▶ **Exercise requirements**
Taking the entries below from the top, restate each line exactly and end with the line containing "static PATTERN: OnceLock<Regex>".

Entries taken from a collection
-=-=-=-=-
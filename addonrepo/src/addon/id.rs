//! Add-on identifiers.
//!
//! An id ends up as a directory name in the output tree, as the prefix of
//! every archive file name, and as a URL path segment on the listing page.
//! Only characters that are safe in all three places are accepted.

use std::fmt;
use std::sync::OnceLock;

use regex::Regex;
use serde::{Deserialize, Serialize};

/// Maximum length of an add-on id in bytes.
pub const MAX_ID_LEN: usize = 128;

fn id_pattern() -> &'static Regex {
    static PATTERN: OnceLock<Regex> = OnceLock::new();
    PATTERN.get_or_init(|| {
        Regex::new(r"^[A-Za-z0-9][A-Za-z0-9._-]*$").expect("valid add-on id pattern")
    })
}

/// A validated add-on identifier.
///
/// # Example
///
/// ```
/// use addonrepo::addon::AddonId;
///
/// let id = AddonId::parse("plugin.video.dropout").unwrap();
/// assert_eq!(id.as_str(), "plugin.video.dropout");
///
/// assert!(AddonId::parse("../escape").is_err());
/// assert!(AddonId::parse("with space").is_err());
/// ```
#[derive(Debug, Clone, PartialEq, Eq, PartialOrd, Ord, Hash, Serialize, Deserialize)]
#[serde(try_from = "String", into = "String")]
pub struct AddonId(String);

impl AddonId {
    /// Validate and wrap an id.
    ///
    /// Returns a human-readable reason on rejection.
    pub fn parse(value: impl Into<String>) -> Result<Self, String> {
        let value = value.into();

        if value.is_empty() {
            return Err("id is empty".to_string());
        }
        if value.len() > MAX_ID_LEN {
            return Err(format!(
                "id is {} bytes long, the limit is {}",
                value.len(),
                MAX_ID_LEN
            ));
        }
        if !id_pattern().is_match(&value) {
            return Err(format!(
                "id '{}' contains characters unsafe for a file name or URL \
                 (allowed: letters, digits, '.', '_', '-'; must start with a letter or digit)",
                value
            ));
        }

        Ok(Self(value))
    }

    /// Get the id as a string slice.
    pub fn as_str(&self) -> &str {
        &self.0
    }
}

impl TryFrom<String> for AddonId {
    type Error = String;

    fn try_from(value: String) -> Result<Self, Self::Error> {
        Self::parse(value)
    }
}

impl From<AddonId> for String {
    fn from(id: AddonId) -> Self {
        id.0
    }
}

impl AsRef<str> for AddonId {
    fn as_ref(&self) -> &str {
        &self.0
    }
}

impl fmt::Display for AddonId {
    fn fmt(&self, f: &mut fmt::Formatter<'_>) -> fmt::Result {
        f.write_str(&self.0)
    }
}

#[cfg(test)]
mod tests {
    use super::*;

    #[test]
    fn test_accepts_kodi_style_ids() {
        for id in [
            "plugin.video.dropout",
            "repository.dropout",
            "script.module.requests",
            "a",
            "Addon_2-beta",
        ] {
            assert!(AddonId::parse(id).is_ok(), "{} should be valid", id);
        }
    }

    #[test]
    fn test_rejects_empty() {
        let err = AddonId::parse("").unwrap_err();
        assert!(err.contains("empty"));
    }

    #[test]
    fn test_rejects_path_traversal() {
        assert!(AddonId::parse("..").is_err());
        assert!(AddonId::parse(".").is_err());
        assert!(AddonId::parse("../etc").is_err());
        assert!(AddonId::parse("a/b").is_err());
        assert!(AddonId::parse("a\\b").is_err());
    }

    #[test]
    fn test_rejects_url_unsafe_characters() {
        for id in ["with space", "q?x", "hash#tag", "per%cent", "amp&", "ümlaut"] {
            assert!(AddonId::parse(id).is_err(), "{} should be rejected", id);
        }
    }

    #[test]
    fn test_rejects_leading_punctuation() {
        assert!(AddonId::parse(".hidden").is_err());
        assert!(AddonId::parse("-flag").is_err());
        assert!(AddonId::parse("_under").is_err());
    }

    #[test]
    fn test_rejects_overlong() {
        let id = "a".repeat(MAX_ID_LEN + 1);
        assert!(AddonId::parse(id).is_err());
        assert!(AddonId::parse("a".repeat(MAX_ID_LEN)).is_ok());
    }

    #[test]
    fn test_serde_round_trip_validates() {
        let id: AddonId = serde_json::from_str("\"plugin.video.dropout\"").unwrap();
        assert_eq!(id.as_str(), "plugin.video.dropout");

        let bad: Result<AddonId, _> = serde_json::from_str("\"../x\"");
        assert!(bad.is_err());
    }

    mod property_tests {
        use super::*;
        use proptest::prelude::*;

        proptest! {
            #[test]
            fn test_valid_ids_are_single_safe_segments(id in "[A-Za-z0-9][A-Za-z0-9._-]{0,40}") {
                let parsed = AddonId::parse(id.clone());
                prop_assert!(parsed.is_ok());
                prop_assert!(!id.contains('/'));
                prop_assert!(id != "." && id != "..");
            }

            #[test]
            fn test_ids_with_separators_rejected(a in "[a-z]{1,8}", b in "[a-z]{1,8}") {
                let with_slash = format!("{}/{}", a, b);
                prop_assert!(AddonId::parse(with_slash).is_err());
            }
        }
    }
}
-=-=-=-=-
▶ **Response**
filename addonrepo/src/addon/id.rs
//! Add-on identifiers.
//!
//! An id ends up as a directory name in the output tree, as the prefix of
//! every archive file name, and as a URL path segment on the listing page.
//! Only characters that are safe in all three places are accepted.

use std::fmt;
use std::sync::OnceLock;

use regex::Regex;
use serde::{Deserialize, Serialize};

/// Maximum length of an add-on id in bytes.
pub const MAX_ID_LEN: usize = 128;

fn id_pattern() -> &'static Regex {
    static PATTERN: OnceLock<Regex> = OnceLock::new();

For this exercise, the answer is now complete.